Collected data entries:
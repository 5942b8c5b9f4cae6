/// Threshold used when no threshold setting has been persisted yet.
pub const DEFAULT_THRESHOLD: f64 = 70.0;

/// Settings key under which the display threshold is persisted.
pub const THRESHOLD_SETTING_KEY: &str = "min_similarity_threshold";

/// Name given to a record when no name line can be derived from the report.
pub const UNKNOWN_TOKEN_NAME: &str = "Unknown token";

/// Glyphs that introduce a report section header.
pub const SECTION_MARKERS: [&str; 6] = ["📊", "📈", "🔍", "👨‍💻", "🏭", "🌐"];

/// Phrases whose presence marks a text as a token report.
pub const REPORT_INDICATORS: [&str; 7] = [
    "📊 Market Overview",
    "Market Cap:",
    "📊 Wallet Insights",
    "📈 Risk Metrics",
    "📊 Top 10 Holders",
    "👥 Wallet Statistics",
    "📊 Top 20 Holders",
];

/// Contract address length bounds (inclusive).
pub const ADDRESS_MIN_LEN: usize = 32;
pub const ADDRESS_MAX_LEN: usize = 50;

/// Number of ranked holders that feed the dispersion statistics.
pub const RANKED_WINDOW: usize = 10;

/// Number of ranked holders summed into the oligopoly share.
pub const OLIGOPOLY_WINDOW: usize = 5;

// Top-holder term weights, percent of 100.
pub const W_HOLDERS_TOTAL: f64 = 15.0;
pub const W_HOLDERS_TOP1: f64 = 20.0;
pub const W_HOLDERS_TOP5: f64 = 15.0;
pub const W_HOLDERS_DISTRIBUTION: f64 = 15.0;
pub const W_AMOUNT_TOTAL: f64 = 10.0;
pub const W_AMOUNT_CONCENTRATION: f64 = 15.0;
pub const W_AMOUNT_DISTRIBUTION: f64 = 10.0;

// Source-wallet term weights, percent of 100.
pub const W_SOURCE_PERCENTAGE: f64 = 50.0;
pub const W_SOURCE_COUNT: f64 = 25.0;
pub const W_SOURCE_HOPS: f64 = 25.0;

** WHAT TO DO **
Repeat all the records without altering a single word.

** EXPECTED ANSWER **
repository 5942b8c5b9f4cae6
/// Threshold used when no threshold setting has been persisted yet.
pub const DEFAULT_THRESHOLD: f64 = 70.0;

/// Settings key under which the display threshold is persisted.
pub const THRESHOLD_SETTING_KEY: &str = "min_similarity_threshold";

/// Name given to a record when no name line can be derived from the report.
pub const UNKNOWN_TOKEN_NAME: &str = "Unknown token";

/// Glyphs that introduce a report section header.
pub const SECTION_MARKERS: [&str; 6] = ["📊", "📈", "🔍", "👨‍💻", "🏭", "🌐"];

/// Phrases whose presence marks a text as a token report.
pub const REPORT_INDICATORS: [&str; 7] = [
    "📊 Market Overview",
    "Market Cap:",
    "📊 Wallet Insights",
    "📈 Risk Metrics",
    "📊 Top 10 Holders",
    "👥 Wallet Statistics",
    "📊 Top 20 Holders",
];

/// Contract address length bounds (inclusive).
pub const ADDRESS_MIN_LEN: usize = 32;
pub const ADDRESS_MAX_LEN: usize = 50;

/// Number of ranked holders that feed the dispersion statistics.
pub const RANKED_WINDOW: usize = 10;

/// Number of ranked holders summed into the oligopoly share.
pub const OLIGOPOLY_WINDOW: usize = 5;

// Top-holder term weights, percent of 100.
pub const W_HOLDERS_TOTAL: f64 = 15.0;
pub const W_HOLDERS_TOP1: f64 = 20.0;
pub const W_HOLDERS_TOP5: f64 = 15.0;
pub const W_HOLDERS_DISTRIBUTION: f64 = 15.0;
pub const W_AMOUNT_TOTAL: f64 = 10.0;
pub const W_AMOUNT_CONCENTRATION: f64 = 15.0;
pub const W_AMOUNT_DISTRIBUTION: f64 = 10.0;

// Source-wallet term weights, percent of 100.
pub const W_SOURCE_PERCENTAGE: f64 = 50.0;
pub const W_SOURCE_COUNT: f64 = 25.0;
pub const W_SOURCE_HOPS: f64 = 25.0;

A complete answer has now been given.